My son moved out when my parner appeared on the scene.He's having to move back because he's know where else to go.He's said some nasty things to us both in the past but because he's mine he's forgiven.
You'll have your good days and bad some of which will run into weeks.It does get better and the teenage years are the worst.My son's 19 now and just turning into a nice younge man,although I'm sure we'll have our moments.:eek:
The org is one of the best sounding boards I've found ,its like an extended friend that goes right round the world.[lol]

girnigoe
25-Oct-06, 09:52
When Im having a day when the kids are getting me down a bit. This is what I do.

I sit down with a cup of tea and watch 'Supernanny'.

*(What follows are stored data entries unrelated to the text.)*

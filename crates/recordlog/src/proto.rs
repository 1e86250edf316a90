//! Minimal protobuf wire codec
//!
//! Only what record decoding needs: varints, length-delimited fields and
//! skipping of fixed-width fields. Groups are rejected.

use crate::error::{LogError, LogResult};

/// Protobuf wire type
#[derive(Debug, Clone, Copy, PartialEq, Eq)]
pub enum WireType {
    /// Variable-length integer
    Varint,
    /// Eight little-endian bytes
    Fixed64,
    /// Length-prefixed bytes (strings, messages, packed fields)
    LengthDelimited,
    /// Four little-endian bytes
    Fixed32,
}

impl WireType {
    fn from_bits(bits: u64) -> LogResult<Self> {
        match bits {
            0 => Ok(WireType::Varint),
            1 => Ok(WireType::Fixed64),
            2 => Ok(WireType::LengthDelimited),
            5 => Ok(WireType::Fixed32),
            3 | 4 => Err(LogError::malformed("group wire types are not supported")),
            other => Err(LogError::malformed(format!("invalid wire type {}", other))),
        }
    }

    #[cfg(any(test, feature = "test-utils"))]
    fn bits(self) -> u64 {
        match self {
            WireType::Varint => 0,
            WireType::Fixed64 => 1,
            WireType::LengthDelimited => 2,
            WireType::Fixed32 => 5,
        }
    }
}

/// Cursor over one encoded message
pub struct WireReader<'a> {
    buf: &'a [u8],
    pos: usize,
}

impl<'a> WireReader<'a> {
    /// Read from the start of `buf`
    pub fn new(buf: &'a [u8]) -> Self {
        WireReader { buf, pos: 0 }
    }

    /// All bytes consumed
    pub fn is_empty(&self) -> bool {
        self.pos >= self.buf.len()
    }

    /// Read a base-128 varint
    pub fn read_varint(&mut self) -> LogResult<u64> {
        let mut value = 0u64;
        for shift in (0..64).step_by(7) {
            let byte = *self
                .buf
                .get(self.pos)
                .ok_or_else(|| LogError::malformed("truncated varint"))?;
            self.pos += 1;
            value |= u64::from(byte & 0x7F) << shift;
            if byte & 0x80 == 0 {
                return Ok(value);
            }
        }
        Err(LogError::malformed("varint longer than 10 bytes"))
    }

    /// Read the next field key, or `None` at end of message
    pub fn read_key(&mut self) -> LogResult<Option<(u32, WireType)>> {
        if self.is_empty() {
            return Ok(None);
        }
        let key = self.read_varint()?;
        let field = key >> 3;
        if field == 0 || field > u64::from(u32::MAX >> 3) {
            return Err(LogError::malformed(format!("invalid field number {}", field)));
        }
        Ok(Some((field as u32, WireType::from_bits(key & 0x7)?)))
    }

    fn take(&mut self, len: usize) -> LogResult<&'a [u8]> {
        let end = self
            .pos
            .checked_add(len)
            .filter(|end| *end <= self.buf.len())
            .ok_or_else(|| LogError::malformed("field runs past end of message"))?;
        let out = &self.buf[self.pos..end];
        self.pos = end;
        Ok(out)
    }

    /// Read a length-delimited payload
    pub fn read_bytes(&mut self) -> LogResult<&'a [u8]> {
        let len = self.read_varint()?;
        let len = usize::try_from(len).map_err(|_| LogError::malformed("length overflow"))?;
        self.take(len)
    }

    /// Read a length-delimited UTF-8 string
    pub fn read_string(&mut self) -> LogResult<String> {
        let bytes = self.read_bytes()?;
        String::from_utf8(bytes.to_vec()).map_err(|_| LogError::malformed("string is not UTF-8"))
    }

    /// Skip a field's value
    pub fn skip(&mut self, wire_type: WireType) -> LogResult<()> {
        match wire_type {
            WireType::Varint => self.read_varint().map(|_| ()),
            WireType::Fixed64 => self.take(8).map(|_| ()),
            WireType::Fixed32 => self.take(4).map(|_| ()),
            WireType::LengthDelimited => self.read_bytes().map(|_| ()),
        }
    }
}

/// Fail unless a known field arrived with the expected wire type
pub fn expect_wire_type(field: u32, actual: WireType, expected: WireType) -> LogResult<()> {
    if actual == expected {
        Ok(())
    } else {
        Err(LogError::malformed(format!(
            "field {} has wire type {:?}, expected {:?}",
            field, actual, expected
        )))
    }
}

/// Message encoder used to build fixture logs
#[cfg(any(test, feature = "test-utils"))]
#[derive(Debug, Default, Clone)]
pub struct ProtoWriter {
    buf: Vec<u8>,
}

#[cfg(any(test, feature = "test-utils"))]
impl ProtoWriter {
    /// Empty message
    pub fn new() -> Self {
        Self::default()
    }

    /// Append a raw varint
    pub fn varint(&mut self, mut value: u64) -> &mut Self {
        while value >= 0x80 {
            self.buf.push((value as u8 & 0x7F) | 0x80);
            value >>= 7;
        }
        self.buf.push(value as u8);
        self
    }

    /// Append a field key
    pub fn key(&mut self, field: u32, wire_type: WireType) -> &mut Self {
        self.varint((u64::from(field) << 3) | wire_type.bits())
    }

    /// Append a varint field
    pub fn uint_field(&mut self, field: u32, value: u64) -> &mut Self {
        self.key(field, WireType::Varint).varint(value)
    }

    /// Append a length-delimited field
    pub fn bytes_field(&mut self, field: u32, bytes: &[u8]) -> &mut Self {
        self.key(field, WireType::LengthDelimited)
            .varint(bytes.len() as u64);
        self.buf.extend_from_slice(bytes);
        self
    }

    /// Append a string field
    pub fn string_field(&mut self, field: u32, value: &str) -> &mut Self {
        self.bytes_field(field, value.as_bytes())
    }

    /// Append an embedded message field
    pub fn message_field(&mut self, field: u32, message: &ProtoWriter) -> &mut Self {
        self.bytes_field(field, &message.buf)
    }

    /// Borrow the encoded bytes
    pub fn as_bytes(&self) -> &[u8] {
        &self.buf
    }

    /// Take the encoded bytes
    pub fn into_bytes(self) -> Vec<u8> {
        self.buf
    }
}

Then I realise my own trio are actually little angels!!!! :grin:

snowyone
25-Oct-06, 10:11
i have kids too and i know how you must feel, if its not the oldest one its her brother one at 16 and the other 12 so i know more is to come. I felt really bad the other day when my son was playing up he can be really horrible then he has forgotten all about it as if nothing happened and i still feel bad. you get over one hurdle then some time later something else happens and back to world war again. i only hope that in years to come i have done as i hoped and my kids grow in to decent respectable adults ;) . Maybe, hopefully that day will come without too much hurt on either party, and they might look back and see what its all about. Then i will be the one who has to go through it like my mum is with me and her grandchildren (vicious circle) :~(.

snowyone
25-Oct-06, 10:27
I have an email i would love to put on here but i dont know how anyone explain in simple easy to follow terms :roll:

henry20
25-Oct-06, 10:36
do you know how to copy & paste? PM me and I'll talk you through it.

lin
25-Oct-06, 15:18
I am so glad things are a bit better today. We should have a thread called rant and rave, I am sure we would all use it. Look after yourself Motopitcrew.:roll: :lol:

Fran
26-Oct-06, 01:14
There is a saying ...you always hurt the one you love most...and maybe this is why our kids can be so nasty to us, even after they have flown the nest.Make the most of them while you have them at home, its horrible when they leave the nest, and then you wish you had done things differently but its too late. My two left home some years ago and I miss them very much as i am on my own now. If only we could turn the clock back!